··· THE DATA

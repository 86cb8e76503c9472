//! # patchlab
//!
//! Helper routines for patch-based denoising autoencoder experiments:
//! amplitude normalization into the [0, 1] range of a bounded-output model,
//! tiling of images into fixed-size windows and reassembly, Gaussian noise
//! injection, PSNR, and bookkeeping/plotting for comparing training runs.
//!
//! The two core transforms are inverses by contract: [`scale`]/[`inv_scale`]
//! round-trip through a per-sample scalar ledger, and
//! [`img_to_windows`]/[`windows_to_img`] round-trip through a row-major
//! window order.
//!
//! ## Example
//!
//! ```
//! use ndarray::{s, Array4};
//! use patchlab::{img_to_windows, inv_scale, scale, windows_to_img};
//!
//! # fn main() -> patchlab::Result<()> {
//! let batch = Array4::from_shape_fn((1, 2, 4, 4), |(_, j, y, x)| {
//!     (j + y + x) as f32 - 3.0
//! });
//!
//! let (scaled, ledger) = scale(&batch);
//! let restored = inv_scale(&scaled, &ledger)?;
//! assert_eq!(restored.dim(), batch.dim());
//!
//! let image = batch.slice(s![0, 0, .., ..]);
//! let windows = img_to_windows(image, 2, 2)?;
//! assert_eq!(image, windows_to_img(windows.view(), 4, 4)?);
//! # Ok(())
//! # }
//! ```

pub mod error;
pub mod history;
pub mod metrics;
pub mod noise;
pub mod normalize;
pub mod plot;
pub mod window;

pub use error::{Error, Result};
pub use history::{RunHistory, RunRecord};
pub use metrics::{psnr, PSNR_IDENTICAL};
pub use noise::add_noise;
pub use normalize::{inv_scale, scale, SampleBatch, ScaleLedger};
pub use plot::{plot_metrics, plot_samples};
pub use window::{
    img_to_windows, merge_batch, split_batch, windows_to_img, WindowBatch, WindowSequence,
    DEFAULT_WINDOW,
};
//! The index-maintaining TODO repository.
//!
//! The key-value service has no query layer, so "list all TODOs for user X"
//! is emulated with a per-user index record: an ordered list of item ids kept
//! alongside the individually keyed item records. Every mutation performs the
//! index and item writes as separate, non-transactional operations:
//!
//! - create: item written first, then the index — a crash in between leaves
//!   an item the index does not reference.
//! - delete: item removed first, then the index — a crash in between leaves a
//!   dangling index entry, which [`TodoStore::list`] tolerates by skipping.
//!
//! Concurrent mutations by the same user race on the index record
//! (last-writer-wins full overwrite). [`TodoStore::rebuild_index`] recovers
//! from either divergence by rescanning the item namespace.

use std::sync::Arc;

use chrono::Utc;
use futures::future::try_join_all;
use tracing::{debug, warn};

use tally_core::item::{NewTodo, TodoItem, TodoPatch, ValidationError};
use tally_core::keys;

use crate::kv::{self, KvError, KvStore};

/// Errors surfaced by repository operations.
#[derive(Debug, thiserror::Error)]
pub enum StoreError {
    #[error(transparent)]
    InvalidInput(#[from] ValidationError),

    #[error("todo '{0}' not found")]
    NotFound(String),

    /// The record at the caller's key names a different owner. Unreachable
    /// through the HTTP surface (keys are namespaced by user); kept as a
    /// defense-in-depth check on the stored owner field.
    #[error("todo '{0}' belongs to another user")]
    Forbidden(String),

    #[error(transparent)]
    Kv(#[from] KvError),
}

/// Repository for one KV-backed TODO namespace.
///
/// Stateless apart from the store handle: every operation is a fresh sequence
/// of key-value calls, so the repository can be cloned freely into handlers.
#[derive(Clone)]
pub struct TodoStore {
    kv: Arc<dyn KvStore>,
}

impl TodoStore {
    #[must_use]
    pub fn new(kv: Arc<dyn KvStore>) -> Self {
        Self { kv }
    }

    async fn read_index(&self, user_id: &str) -> Result<Vec<String>, KvError> {
        let ids: Option<Vec<String>> =
            kv::get_json(self.kv.as_ref(), &keys::index_key(user_id)).await?;
        Ok(ids.unwrap_or_default())
    }

    async fn write_index(&self, user_id: &str, ids: &Vec<String>) -> Result<(), KvError> {
        kv::set_json(self.kv.as_ref(), &keys::index_key(user_id), ids).await
    }

    /// All items owned by `user_id`, sorted by `updatedAt` descending.
    ///
    /// Item records are fetched concurrently. Index entries whose record no
    /// longer exists are skipped; any store failure fails the whole list.
    pub async fn list(&self, user_id: &str) -> Result<Vec<TodoItem>, StoreError> {
        let ids = self.read_index(user_id).await?;
        if ids.is_empty() {
            return Ok(Vec::new());
        }

        let fetches = ids.iter().map(|id| {
            let key = keys::item_key(user_id, id);
            async move { kv::get_json::<TodoItem>(self.kv.as_ref(), &key).await }
        });
        let fetched = try_join_all(fetches).await?;

        let mut todos: Vec<TodoItem> = fetched.into_iter().flatten().collect();
        todos.sort_by(|a, b| b.updated_at.cmp(&a.updated_at));
        debug!(user = user_id, count = todos.len(), "listed todos");
        Ok(todos)
    }

    /// Create an item from validated input and append it to the index.
    ///
    /// No writes happen when validation fails. The item record is written
    /// before the index update.
    pub async fn create(&self, user_id: &str, input: NewTodo) -> Result<TodoItem, StoreError> {
        let todo = TodoItem::create(user_id, input, Utc::now())?;

        kv::set_json(
            self.kv.as_ref(),
            &keys::item_key(user_id, &todo.id),
            &todo,
        )
        .await?;

        let mut ids = self.read_index(user_id).await?;
        if !ids.iter().any(|id| *id == todo.id) {
            ids.push(todo.id.clone());
        }
        self.write_index(user_id, &ids).await?;

        debug!(user = user_id, id = %todo.id, "created todo");
        Ok(todo)
    }

    async fn fetch_owned(&self, user_id: &str, id: &str) -> Result<TodoItem, StoreError> {
        let todo: TodoItem = kv::get_json(self.kv.as_ref(), &keys::item_key(user_id, id))
            .await?
            .ok_or_else(|| StoreError::NotFound(id.to_string()))?;
        if todo.user_id != user_id {
            warn!(user = user_id, id, owner = %todo.user_id, "owner mismatch on stored record");
            return Err(StoreError::Forbidden(id.to_string()));
        }
        Ok(todo)
    }

    /// Fetch a single item, enforcing ownership.
    pub async fn get(&self, user_id: &str, id: &str) -> Result<TodoItem, StoreError> {
        self.fetch_owned(user_id, id).await
    }

    /// Merge `patch` onto an existing item and write it back.
    ///
    /// `id`, `userId`, and `createdAt` survive whatever the patch carries;
    /// `updatedAt` is set to now.
    pub async fn update(
        &self,
        user_id: &str,
        id: &str,
        patch: TodoPatch,
    ) -> Result<TodoItem, StoreError> {
        let mut todo = self.fetch_owned(user_id, id).await?;
        todo.apply_patch(patch, Utc::now());
        kv::set_json(self.kv.as_ref(), &keys::item_key(user_id, id), &todo).await?;
        debug!(user = user_id, id, "updated todo");
        Ok(todo)
    }

    /// Remove an item record and drop its id from the index.
    pub async fn delete(&self, user_id: &str, id: &str) -> Result<(), StoreError> {
        self.fetch_owned(user_id, id).await?;

        self.kv.delete(&keys::item_key(user_id, id)).await?;

        let mut ids = self.read_index(user_id).await?;
        ids.retain(|entry| entry != id);
        self.write_index(user_id, &ids).await?;

        debug!(user = user_id, id, "deleted todo");
        Ok(())
    }

    /// Rebuild a user's index from the item namespace.
    ///
    /// Recovers from the non-atomic windows above: rescans every record under
    /// the user's item prefix, keeps those the user actually owns, orders
    /// them by `createdAt` ascending (insertion order), and overwrites the
    /// index. Undecodable records are skipped with a warning rather than
    /// failing the rebuild. Returns the rebuilt id list.
    pub async fn rebuild_index(&self, user_id: &str) -> Result<Vec<String>, StoreError> {
        let prefix = keys::item_prefix(user_id);
        let item_keys = self.kv.keys(&prefix).await?;

        let mut owned: Vec<TodoItem> = Vec::with_capacity(item_keys.len());
        for key in &item_keys {
            if keys::item_id_from_key(user_id, key).is_none() {
                continue;
            }
            match kv::get_json::<TodoItem>(self.kv.as_ref(), key).await {
                Ok(Some(todo)) if todo.user_id == user_id => owned.push(todo),
                Ok(_) => {}
                Err(KvError::Codec { key, message }) => {
                    warn!(%key, %message, "skipping undecodable record during index rebuild");
                }
                Err(e) => return Err(e.into()),
            }
        }

        owned.sort_by(|a, b| a.created_at.cmp(&b.created_at));
        let ids: Vec<String> = owned.into_iter().map(|t| t.id).collect();
        self.write_index(user_id, &ids).await?;

        debug!(user = user_id, count = ids.len(), "rebuilt index");
        Ok(ids)
    }
}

······

_WORK ITEM_: Show all lines in the records above that hold "patchlab".

_RESPONSE FOR THIS EXERCISE_:
//! # patchlab
//! use patchlab::{img_to_windows, inv_scale, scale, windows_to_img};
//! # fn main() -> patchlab::Result<()> {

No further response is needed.